Looking good in summer is something we all enjoy, and having a baby bump doesn’t stop women from wanting to look and feel their best. But being pregnant does mean that you have to think carefully before you head off for your summer spray tan.
These beauty treatments and products get the go ahead, some with a few provisos.
- Massage Having a massage can go a long way to easing the strains and pains of pregnancy, but ask for a therapist trained in pregnancy massage. If your bump is bulging, you’ll want to avoid lying on your stomach.
- Manis and pedis Having your nails done is fine, but the smell may be overwhelming, so have your nails done in a well-ventilated room. If you’re worried about the fumes, ask for a phthalate-free nail polish or take your own to the nail salon.
- Hair treatments Using hair dye shouldn’t be a problem, although highlights are a better option as the dye won’t come into contact with the scalp. Don’t dye your hair in the first trimester and avoid treatments where products are sitting on your scalp, especially for an extended time. Products with ammonia or other harsh chemicals should also be avoided.
- Sunscreen As your skin is likely to be more sensitive when you’re pregnant, sunscreen is a must. Look for zinc oxide and titanium dioxide sunscreens, which sit on the top of the skin. It’s also a good idea to stay out of the sun at peak hours and to wear protective clothing.
- Hair removal Waxing can be done while pregnant, as nothing is absorbed into the bloodstream. But increased blood circulation means it will be more painful, especially in sensitive areas, says Jeanne Labuschagne, assistant manageress at a day spa in Pretoria. Laser hair removal is not safe.
- Make-up Wearing make-up shouldn’t pose any risk to your baby. If you’re worried, go for products that are noncomedogenic and nonacnegenic, which should prevent clogged pores. It’s ideal to look for paraben-, phthalate- and lead- free cosmetics.
- Facials If all the pregnancy hormones are giving you acne, or if you just feel like indulging, a facial is the way to go. Try out a natural facial, and test products on the skin first. Avoid treatments that use any harsh chemicals, retinoids or salicylic acid. Ask to be propped up in the second and third trimester.

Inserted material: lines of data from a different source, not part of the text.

use std::sync::Arc;

use common::constants::related_types;
use common::enums::{WalletChangeType, WalletStatus};
use common::utils::snowflake;
use common::{AppError, AppResult};
use orm::entities::{AppUserWallet, AppWalletTransaction};
use rbatis::executor::RBatisTxExecutorGuard;
use rbatis::rbdc::datetime::DateTime;
use rbatis::RBatis;
use rust_decimal::Decimal;

use super::begin_tx;
use super::ledger_store::LedgerStore;

/// 账变请求
///
/// balance / frozen 为两个口径上的带符号增量，
/// 累计字段按需随账变同事务更新
#[derive(Debug, Clone)]
pub struct ChangeReq {
    pub user_id: i64,
    pub change_type: WalletChangeType,

    // 可选字段（默认None）
    pub balance: Option<Decimal>,
    pub frozen: Option<Decimal>,
    pub total_recharge: Option<Decimal>,
    pub total_consume: Option<Decimal>,
    pub total_withdrawal: Option<Decimal>,
    pub related_id: Option<i64>,
    pub related_type: Option<String>,
    pub description: Option<String>,
    pub operator_id: Option<i64>,
    /// 钱包非正常状态时是否仍然放行（仅退款使用）
    pub allow_inactive: bool,
}

impl ChangeReq {
    pub fn new(user_id: i64, change_type: WalletChangeType) -> Self {
        Self {
            user_id,
            change_type,
            balance: None,
            frozen: None,
            total_recharge: None,
            total_consume: None,
            total_withdrawal: None,
            related_id: None,
            related_type: None,
            description: None,
            operator_id: None,
            allow_inactive: false,
        }
    }

    /// 余额增量
    pub fn balance(mut self, delta: Decimal) -> Self {
        self.balance = Some(delta);
        self
    }

    /// 冻结金额增量
    pub fn frozen(mut self, delta: Decimal) -> Self {
        self.frozen = Some(delta);
        self
    }

    pub fn total_recharge(mut self, delta: Decimal) -> Self {
        self.total_recharge = Some(delta);
        self
    }

    pub fn total_consume(mut self, delta: Decimal) -> Self {
        self.total_consume = Some(delta);
        self
    }

    pub fn total_withdrawal(mut self, delta: Decimal) -> Self {
        self.total_withdrawal = Some(delta);
        self
    }

    pub fn related(mut self, related_id: i64, related_type: impl Into<String>) -> Self {
        self.related_id = Some(related_id);
        self.related_type = Some(related_type.into());
        self
    }

    pub fn description(mut self, description: impl Into<String>) -> Self {
        self.description = Some(description.into());
        self
    }

    pub fn operator_id(mut self, operator_id: i64) -> Self {
        self.operator_id = Some(operator_id);
        self
    }

    /// 放开钱包状态检查
    ///
    /// 退款是还钱而非扣钱，源业务不校验钱包状态，此口子让这一事实
    /// 在调用点可见
    pub fn allow_inactive(mut self) -> Self {
        self.allow_inactive = true;
        self
    }
}

pub struct WalletService {
    rb: Arc<RBatis>,
}

impl WalletService {
    pub fn new(rb: Arc<RBatis>) -> Self {
        Self { rb }
    }

    /// 余额变动（在事务中执行）
    ///
    /// 所有钱包写入的单一入口：锁行 -> 校验 -> 更新 -> 落一条流水。
    /// 两个并发账务对同一钱包串行执行，余额检查不会基于过期数据
    pub async fn apply_change(
        tx: &mut RBatisTxExecutorGuard,
        req: ChangeReq,
    ) -> AppResult<AppUserWallet> {
        let delta_balance = req.balance.unwrap_or(Decimal::ZERO);
        let delta_frozen = req.frozen.unwrap_or(Decimal::ZERO);
        if delta_balance == Decimal::ZERO && delta_frozen == Decimal::ZERO {
            return Err(AppError::ValidationError("账变金额不能为零".to_string()));
        }

        let mut wallet = LedgerStore::get_or_create_wallet(tx, req.user_id).await?;

        if !req.allow_inactive {
            let status = WalletStatus::from_code(wallet.status).ok_or_else(|| {
                AppError::InvalidState(format!("未知钱包状态: {}", wallet.status))
            })?;
            if !status.is_active() {
                return Err(AppError::WalletInactive(format!(
                    "user_id={} 状态={}",
                    req.user_id,
                    status.description()
                )));
            }
        }

        let balance_before = wallet.balance;
        let frozen_before = wallet.frozen_amount;

        let (new_balance, new_frozen) =
            checked_apply(balance_before, frozen_before, delta_balance, delta_frozen)?;
        wallet.balance = new_balance;
        wallet.frozen_amount = new_frozen;

        if let Some(delta) = req.total_recharge {
            wallet.total_recharge += delta;
        }
        if let Some(delta) = req.total_consume {
            wallet.total_consume += delta;
        }
        if let Some(delta) = req.total_withdrawal {
            wallet.total_withdrawal += delta;
        }
        wallet.update_time = Some(DateTime::now());

        let where_map = rbs::value! { "user_id": req.user_id };
        AppUserWallet::update_by_map(tx, &wallet, where_map).await?;

        let entry = AppWalletTransaction {
            id: None,
            serial_no: Some(snowflake::generate_id_string()),
            wallet_id: wallet.id.unwrap_or_default(),
            user_id: req.user_id,
            change_type: req.change_type.get_code(),
            change_type_name: Some(req.change_type.description()),
            amount: entry_amount(delta_balance, delta_frozen),
            balance_before,
            balance_after: wallet.balance,
            frozen_before,
            frozen_after: wallet.frozen_amount,
            related_id: req.related_id,
            related_type: req.related_type,
            description: req.description,
            operator_id: req.operator_id,
            create_time: Some(DateTime::now()),
        };
        LedgerStore::append_transaction(tx, &entry).await?;

        Ok(wallet)
    }

    /// 消费扣款
    pub async fn consume(
        &self,
        user_id: i64,
        amount: Decimal,
        related_id: i64,
        related_type: &str,
        description: &str,
    ) -> AppResult<AppUserWallet> {
        require_positive(amount)?;

        let mut tx = begin_tx(&self.rb).await?;
        let wallet = Self::consume_tx(&mut tx, user_id, amount, related_id, related_type, description).await?;
        tx.commit().await.map_err(|e| AppError::DatabaseError(e.to_string()))?;
        Ok(wallet)
    }

    /// 消费扣款（组合进调用方事务）
    pub async fn consume_tx(
        tx: &mut RBatisTxExecutorGuard,
        user_id: i64,
        amount: Decimal,
        related_id: i64,
        related_type: &str,
        description: &str,
    ) -> AppResult<AppUserWallet> {
        require_positive(amount)?;

        Self::apply_change(
            tx,
            ChangeReq::new(user_id, WalletChangeType::Consume)
                .balance(-amount)
                .total_consume(amount)
                .related(related_id, related_type)
                .description(description),
        )
        .await
    }

    /// 退款入账
    ///
    /// 无余额上限、无状态校验（与源业务保持一致）
    pub async fn refund(
        &self,
        user_id: i64,
        amount: Decimal,
        related_id: i64,
        related_type: &str,
        description: &str,
    ) -> AppResult<AppUserWallet> {
        require_positive(amount)?;

        let mut tx = begin_tx(&self.rb).await?;
        let wallet = Self::refund_tx(&mut tx, user_id, amount, related_id, related_type, description).await?;
        tx.commit().await.map_err(|e| AppError::DatabaseError(e.to_string()))?;
        Ok(wallet)
    }

    /// 退款入账（组合进调用方事务）
    pub async fn refund_tx(
        tx: &mut RBatisTxExecutorGuard,
        user_id: i64,
        amount: Decimal,
        related_id: i64,
        related_type: &str,
        description: &str,
    ) -> AppResult<AppUserWallet> {
        require_positive(amount)?;

        Self::apply_change(
            tx,
            ChangeReq::new(user_id, WalletChangeType::Refund)
                .balance(amount)
                .related(related_id, related_type)
                .description(description)
                .allow_inactive(),
        )
        .await
    }

    /// 申请冻结（提现等业务占用可用余额）
    pub async fn request_freeze(&self, user_id: i64, amount: Decimal) -> AppResult<AppUserWallet> {
        require_positive(amount)?;

        let mut tx = begin_tx(&self.rb).await?;
        let wallet = Self::apply_change(
            &mut tx,
            ChangeReq::new(user_id, WalletChangeType::Freeze)
                .frozen(amount)
                .description("余额冻结"),
        )
        .await?;
        tx.commit().await.map_err(|e| AppError::DatabaseError(e.to_string()))?;
        Ok(wallet)
    }

    /// 释放冻结
    pub async fn release_freeze(&self, user_id: i64, amount: Decimal) -> AppResult<AppUserWallet> {
        require_positive(amount)?;

        let mut tx = begin_tx(&self.rb).await?;
        let wallet = Self::apply_change(
            &mut tx,
            ChangeReq::new(user_id, WalletChangeType::Unfreeze)
                .frozen(-amount)
                .description("冻结释放"),
        )
        .await?;
        tx.commit().await.map_err(|e| AppError::DatabaseError(e.to_string()))?;
        Ok(wallet)
    }

    /// 后台人工调账，金额可正可负
    pub async fn adjust_balance(
        &self,
        user_id: i64,
        amount: Decimal,
        reason: &str,
        operator_id: i64,
    ) -> AppResult<AppUserWallet> {
        if amount == Decimal::ZERO {
            return Err(AppError::ValidationError("调账金额不能为零".to_string()));
        }

        let mut tx = begin_tx(&self.rb).await?;
        let wallet =
            Self::adjust_balance_tx(&mut tx, user_id, amount, reason, operator_id, None).await?;
        tx.commit().await.map_err(|e| AppError::DatabaseError(e.to_string()))?;
        Ok(wallet)
    }

    /// 调账（组合进调用方事务），related_id 用于关联触发调账的业务记录
    pub async fn adjust_balance_tx(
        tx: &mut RBatisTxExecutorGuard,
        user_id: i64,
        amount: Decimal,
        reason: &str,
        operator_id: i64,
        related_id: Option<i64>,
    ) -> AppResult<AppUserWallet> {
        if amount == Decimal::ZERO {
            return Err(AppError::ValidationError("调账金额不能为零".to_string()));
        }

        let mut req = ChangeReq::new(user_id, WalletChangeType::Adjustment)
            .balance(amount)
            .description(reason)
            .operator_id(operator_id);
        if amount > Decimal::ZERO {
            req = req.total_recharge(amount);
        }
        if let Some(rid) = related_id {
            req = req.related(rid, related_types::PROFIT_SHARING);
        }

        Self::apply_change(tx, req).await
    }

    /// 查询钱包（只读，不存在时返回 NotFound）
    pub async fn get_wallet(&self, user_id: i64) -> AppResult<AppUserWallet> {
        AppUserWallet::select_by_user_id(self.rb.as_ref(), user_id)
            .await?
            .ok_or_else(|| AppError::NotFound(format!("钱包不存在: user_id={}", user_id)))
    }
}

/// 校验并应用两个口径的增量
///
/// 后像必须同时满足 balance >= 0、frozen >= 0、balance - frozen >= 0
fn checked_apply(
    balance: Decimal,
    frozen: Decimal,
    delta_balance: Decimal,
    delta_frozen: Decimal,
) -> AppResult<(Decimal, Decimal)> {
    let new_balance = balance + delta_balance;
    let new_frozen = frozen + delta_frozen;

    if new_frozen < Decimal::ZERO {
        return Err(AppError::InvalidState(format!(
            "冻结金额不足: 冻结 {} 变动 {}",
            frozen, delta_frozen
        )));
    }
    if new_balance < Decimal::ZERO || new_balance - new_frozen < Decimal::ZERO {
        return Err(AppError::InsufficientBalance(format!(
            "可用余额不足: 余额 {} 冻结 {} 变动 {}/{}",
            balance, frozen, delta_balance, delta_frozen
        )));
    }

    Ok((new_balance, new_frozen))
}

/// 流水金额：记录账变对可用余额的影响
///
/// 余额口径有变动时取余额增量，纯冻结腾挪时取冻结增量的相反数
/// （冻结使可用减少，解冻使可用增加）
fn entry_amount(delta_balance: Decimal, delta_frozen: Decimal) -> Decimal {
    if delta_balance != Decimal::ZERO {
        delta_balance
    } else {
        -delta_frozen
    }
}

fn require_positive(amount: Decimal) -> AppResult<()> {
    if amount <= Decimal::ZERO {
        return Err(AppError::ValidationError(format!(
            "金额必须为正数: {}",
            amount
        )));
    }
    Ok(())
}

#[cfg(test)]
mod tests {
    use super::*;

    fn d(v: i64) -> Decimal {
        Decimal::from(v)
    }

    #[test]
    fn test_consume_deltas() {
        // 余额 1000 冻结 0，消费 300 -> 余额 700
        let (balance, frozen) = checked_apply(d(1000), d(0), d(-300), d(0)).unwrap();
        assert_eq!(balance, d(700));
        assert_eq!(frozen, d(0));
        assert_eq!(entry_amount(d(-300), d(0)), d(-300));
    }

    #[test]
    fn test_consume_insufficient_available() {
        // 冻结占用后可用不足，禁止基于总余额放行
        let err = checked_apply(d(1000), d(800), d(-300), d(0)).unwrap_err();
        assert!(matches!(err, AppError::InsufficientBalance(_)));
    }

    #[test]
    fn test_freeze_and_withdrawal_flow() {
        // 余额 1000 申请提现 200：冻结 200，可用 800
        let (balance, frozen) = checked_apply(d(1000), d(0), d(0), d(200)).unwrap();
        assert_eq!((balance, frozen), (d(1000), d(200)));
        assert_eq!(entry_amount(d(0), d(200)), d(-200));

        // 审核通过：扣余额并释放冻结 -> 余额 800 冻结 0
        let (balance, frozen) = checked_apply(d(1000), d(200), d(-200), d(-200)).unwrap();
        assert_eq!((balance, frozen), (d(800), d(0)));
        assert_eq!(entry_amount(d(-200), d(-200)), d(-200));

        // 驳回：仅释放冻结 -> 余额 1000 冻结 0，流水 +200
        let (balance, frozen) = checked_apply(d(1000), d(200), d(0), d(-200)).unwrap();
        assert_eq!((balance, frozen), (d(1000), d(0)));
        assert_eq!(entry_amount(d(0), d(-200)), d(200));
    }

    #[test]
    fn test_freeze_exceeding_available() {
        let err = checked_apply(d(1000), d(900), d(0), d(200)).unwrap_err();
        assert!(matches!(err, AppError::InsufficientBalance(_)));
    }

    #[test]
    fn test_release_exceeding_frozen() {
        let err = checked_apply(d(1000), d(100), d(0), d(-200)).unwrap_err();
        assert!(matches!(err, AppError::InvalidState(_)));
    }

    #[test]
    fn test_negative_adjustment_guard() {
        let err = checked_apply(d(100), d(0), d(-200), d(0)).unwrap_err();
        assert!(matches!(err, AppError::InsufficientBalance(_)));

        let (balance, _) = checked_apply(d(100), d(0), d(-100), d(0)).unwrap();
        assert_eq!(balance, d(0));
    }

    #[test]
    fn test_change_req_builder() {
        let req = ChangeReq::new(7, WalletChangeType::Consume)
            .balance(d(-30))
            .total_consume(d(30))
            .related(99, "order")
            .description("租车订单支付");
        assert_eq!(req.user_id, 7);
        assert_eq!(req.balance, Some(d(-30)));
        assert_eq!(req.frozen, None);
        assert_eq!(req.related_type.as_deref(), Some("order"));
        assert!(!req.allow_inactive);
        assert!(req.operator_id.is_none());
    }
}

- Acupuncture These treatments would need to be done by a registered therapist, says Labuschagne, and you should speak to your doctor first about whether acupuncture would help. The same applies for reflexology.
- Tanning treatments Spray tanning and bronzing treatments are safe, says Labuschagne. But avoid things like tanning beds, where your body temperature rises.
If your beauty routine does include any of the following, wait until you have had your baby, or until you’ve finished breastfeeding, before continuing them.
- Body wraps, saunas, spas, hot stones or any treatment where your body temperature rises
- Botox or anti-wrinkle creams with Retinol
- Piercings or tattoos
- Tanning beds (to avoid at all times)
- Teeth whitening
Always tell your beauty therapists that you’re pregnant before they begin your treatment. If you’re not sure something is safe, speak to your doctor or wait until after you have finished breastfeeding. The golden rule is, if a product can be absorbed into your bloodstream, it is potentially dangerous to your baby.